Sandra Ximena Rubio Lobo.

El recuerdo más remoto que tengo de mi primer acercamiento con la lectura y la escritura me ubica al lado de mi hermano mellizo, acurrucados en el piso y haciendo las planas que mi madre nos ponía en un cuaderno de ferrocarril: bolita, palito vertical; bolita, palito vertical. ¡Hojas enteras escritas por nosotros! Bolita, palito horizontal; bolita, palito horizontal… ¡ya éramos escritores incipientes! En nuestra época no había ni párvulos, ni prejardín, ni jardín, ni transición; se iniciaba en grado primero, para lo cual era de obligatorio cumplimiento llevar en la maleta la cartilla Charry y su compañero, el cuaderno de ferrocarril, junto con un lápiz negro y uno rojo.

Próximos a cumplir siete años, era indispensable aprender a escribir el nombre con apellidos, pues se acercaba el momento de tramitar la tarjeta de identidad; por tanto, sería la primera de muchas firmas que en adelante utilizaríamos.

Entre combinaciones de la m con la a, e, i, o, u, la p con la a, e, i, o, u, y frases como “mi mamá me ama”, “amo a mi mamá”, “mi mamá me mima”, no recuerdo cuándo logré la anhelada meta: leer de corrido y comprender lo leído. Seguía la meta de escribir, y no solo escribir, sino hacerlo con buena y bonita letra. Por eso, entre dictados, copias de párrafos enteros —desde el periódico o la cartilla— y poemas como Manecita Rosadita, con hojas arrugadas o manchadas por el borrador y muchas ganas, poco a poco se fue logrando.
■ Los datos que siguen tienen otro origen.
//! Wire types and validation for the resource-change subscription feed.
//!
//! The server pushes one JSON object per frame. This crate only knows the
//! envelope shape; turning embedded payloads into canonical resources is the
//! job of `fleetdeck-core`, which owns the identity map.

use serde::{Deserialize, Serialize};
use serde_json::{Map, Value};

pub const PING: &str = "ping";
pub const RESOURCE_CHANGE: &str = "resource.change";
pub const MAX_FRAME_BYTES: usize = 1024 * 1024; // 1MB

/// Malformed inbound frame. The connection survives; the frame is dropped.
#[derive(Debug, Clone, PartialEq, Eq, thiserror::Error)]
#[error("{code}: {message}")]
pub struct DecodeError {
    pub code: String,
    pub message: String,
}

impl DecodeError {
    pub fn new(code: &str, message: impl Into<String>) -> Self {
        Self {
            code: code.to_string(),
            message: message.into(),
        }
    }
}

#[derive(Debug, Clone, Serialize, Deserialize)]
#[serde(rename_all = "camelCase")]
pub struct Envelope {
    pub name: String,
    #[serde(default, skip_serializing_if = "Option::is_none")]
    pub resource_type: Option<String>,
    #[serde(default, skip_serializing_if = "Option::is_none")]
    pub resource_id: Option<String>,
    #[serde(default, skip_serializing_if = "Option::is_none")]
    pub resource: Option<Value>,
    #[serde(default, skip_serializing_if = "Option::is_none")]
    pub state: Option<String>,
}

#[derive(Debug, Clone, PartialEq)]
pub enum Frame {
    Ping,
    ResourceChange(ResourceChangeFrame),
    Unrecognized(String),
}

#[derive(Debug, Clone, PartialEq)]
pub struct ResourceChangeFrame {
    pub resource_type: String,
    pub resource_id: String,
    /// Embedded payload, guaranteed to carry `type` and `id`.
    pub resource: Map<String, Value>,
    pub state: Option<String>,
}

impl Envelope {
    /// `name resourceType resourceId`, the way frames show up in logs.
    pub fn label(&self) -> String {
        let mut label = self.name.clone();
        if let Some(resource_type) = &self.resource_type {
            label.push(' ');
            label.push_str(resource_type);
            if let Some(resource_id) = &self.resource_id {
                label.push(' ');
                label.push_str(resource_id);
            }
        }
        label
    }

    pub fn classify(self) -> Result<Frame, DecodeError> {
        match self.name.as_str() {
            PING => Ok(Frame::Ping),
            RESOURCE_CHANGE => self.into_resource_change().map(Frame::ResourceChange),
            _ => Ok(Frame::Unrecognized(self.name)),
        }
    }

    fn into_resource_change(self) -> Result<ResourceChangeFrame, DecodeError> {
        let resource_type = require_string(self.resource_type, "resourceType")?;

        let mut resource = match self.resource {
            Some(Value::Object(map)) => map,
            Some(_) => {
                return Err(DecodeError::new(
                    "invalid_resource",
                    "resource must be a JSON object",
                ))
            }
            None => return Err(DecodeError::new("missing_field", "resource is required")),
        };

        let embedded_id = resource.get("id").and_then(id_string);
        let resource_id = match (self.resource_id, embedded_id) {
            (Some(id), _) if !id.trim().is_empty() => id,
            (_, Some(id)) => id,
            _ => {
                return Err(DecodeError::new(
                    "missing_field",
                    "resourceId or resource.id is required",
                ))
            }
        };

        resource
            .entry("id")
            .or_insert_with(|| Value::String(resource_id.clone()));
        resource
            .entry("type")
            .or_insert_with(|| Value::String(resource_type.clone()));

        Ok(ResourceChangeFrame {
            resource_type,
            resource_id,
            resource,
            state: self.state.filter(|state| !state.trim().is_empty()),
        })
    }
}

/// Parses and classifies one raw frame.
pub fn parse_frame(raw: &str) -> Result<(Envelope, Frame), DecodeError> {
    if raw.len() > MAX_FRAME_BYTES {
        return Err(DecodeError::new(
            "frame_too_large",
            "frame exceeded maximum size",
        ));
    }
    if raw.trim().is_empty() {
        return Err(DecodeError::new("empty_frame", "frame body was empty"));
    }

    let envelope: Envelope = serde_json::from_str(raw).map_err(|err| {
        DecodeError::new("invalid_json", format!("frame was not valid JSON: {}", err))
    })?;
    let frame = envelope.clone().classify()?;
    Ok((envelope, frame))
}

/// Resource ids arrive as strings, but older endpoints emit bare numbers.
pub fn id_string(value: &Value) -> Option<String> {
    match value {
        Value::String(id) if !id.trim().is_empty() => Some(id.clone()),
        Value::Number(id) => Some(id.to_string()),
        _ => None,
    }
}

fn require_string(value: Option<String>, field: &str) -> Result<String, DecodeError> {
    match value {
        Some(candidate) if !candidate.trim().is_empty() => Ok(candidate),
        _ => Err(DecodeError::new(
            "missing_field",
            format!("{} is required", field),
        )),
    }
}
Lo que sí recuerdo es que, hacia los ocho o diez años, cada fin de semana nuestro padre nos llevaba a la Droguería 1970, para que cada uno escogiera sus dos nuevos cuentos: Lorenzo y Pepita, La Pequeña Lulú, Periquita, La Zorra y el Cuervo, Superman, Sandokán. Así fueron definiéndose los gustos y rasgos de cada uno de mis hermanos y los míos. Mi hermana mayor, gracias a su jerarquía, podía cada mes pedir el Libro de Oro de Condorito, colección de cuentos que guardábamos celosamente para después, con los amigos o los primos, alquilar en el garaje de alguna casa. Colgábamos los cuentos en una cuerda y los ofrecíamos a los vecinos: era el sueño de algún día tener nuestro propio emporio de literatura, además de que la ganancia nos permitiera comprar refrescos en bolsa.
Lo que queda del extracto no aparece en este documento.